Now, while there are very many who recoil with horror from the impiety and audacity of infidelity, they do not see that superstition just as completely deprives them of the Scriptures. For wherein, let us ask, is the difference between denying that God has spoken and denying that we can understand what He says ? In either case, are we not deprived of the Word of God ? Unquestionably. If God cannot make me understand what He says-if He cannot give me the assurance that it is He Himself who speaks, I am in no wise better off than if He had not spoken at all. If God's Word is not sufficient without human interpretation, then it cannot be God's Word at all. That which is insufficient is not God's Word.

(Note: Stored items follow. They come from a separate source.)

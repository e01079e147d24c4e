use std::io::Write;

use crate::config::Config;
use crate::container::ElfContainer;
use crate::error::Result;
use crate::source::ReadAt;
use crate::validate::ensure_no_null_bytes;

/// Pulls `config.section` out of the ELF image behind `source`.
///
/// When `config.validate` is set, data containing zero bytes is rejected here,
/// before anything could be encoded.
pub fn extract<S: ReadAt>(config: &Config, source: S) -> Result<Vec<u8>> {
    let elf = ElfContainer::open(source)?;
    let data = elf.read_section(&config.section)?;
    log::info!("extracted {} bytes from {}", data.len(), config.section);

    if config.validate {
        ensure_no_null_bytes(&data)?;
    }
    Ok(data)
}

/// Extracts the configured section and writes it to `out` in `config.format`.
pub fn dump<S: ReadAt, W: Write>(config: &Config, source: S, out: &mut W) -> Result<()> {
    let data = extract(config, source)?;
    config.format.encode(out, &data)?;
    out.flush().map_err(crate::Error::Write)
}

Plainly then, we must admit either of two things, namely, that God has not spoken at all, or if He has spoken, His Word is perfect. There is no neutral ground in reference to this question. Has God given us a revelation? Infidelity says, "No." Superstition says,"Yes, but you cannot understand it without human authority." And who is that authority that claims to give infallibly the meaning of God's word? "It is the church," they answer. And who is that "church," again we ask? Ah, reader, it comes down finally to be the Pope, and his advisers!-Popes who have anathematized one another-Popes, many of whom have been of scandalous lives, and advisers intriguing as politicians.-[Ed. Thus are we, in the one case as well as in the other, deprived of the priceless treasure of God's own precious Word; and thus, too, infidelity and superstition, though apparently so unlike, meet in the one point of depriving us of a divine relation.

But, blessed be God, He has given us a revelation-He has spoken, and His Word is able to reach the heart and the understanding also. God is able to give the certainty that it is He who speaks, and we do not want any human authority to intervene. We do not want a poor rush-light to enable us to see that the sun is shining. The beams of that glorious luminary are quite enough without any such miserable addition. All we want is to stand in the sunshine, and we shall be convinced that the sun shines. If we retire into a cellar, we shall not feel his influence; just so with Scripture:if we place ourselves beneath the chilling and darkening influences of superstition or infidelity, we shall not experience the genial and enlightening power of that divine revelation.

God's Word, as well as His work, speaks for itself; it carries its own credentials with it; it speaks to the heart; it reaches down to the great moral roots of our being; it penetrates the very innermost chambers of the soul; it shows us what we are; it speaks to us as no other book can speak. As the woman of Sychar argued that Jesus must be the Christ because He told her all things that ever she did, so may we say, in reference to the Bible, It tells us all that ever we did; is not this the Word of God ? No doubt it is only by the Spirit's teaching that we can discern and appreciate the evidence and credentials with which Holy Scripture presents itself before us; but still it does speak for itself, and needs not human testimony to make it of value to the soul. C. H. M.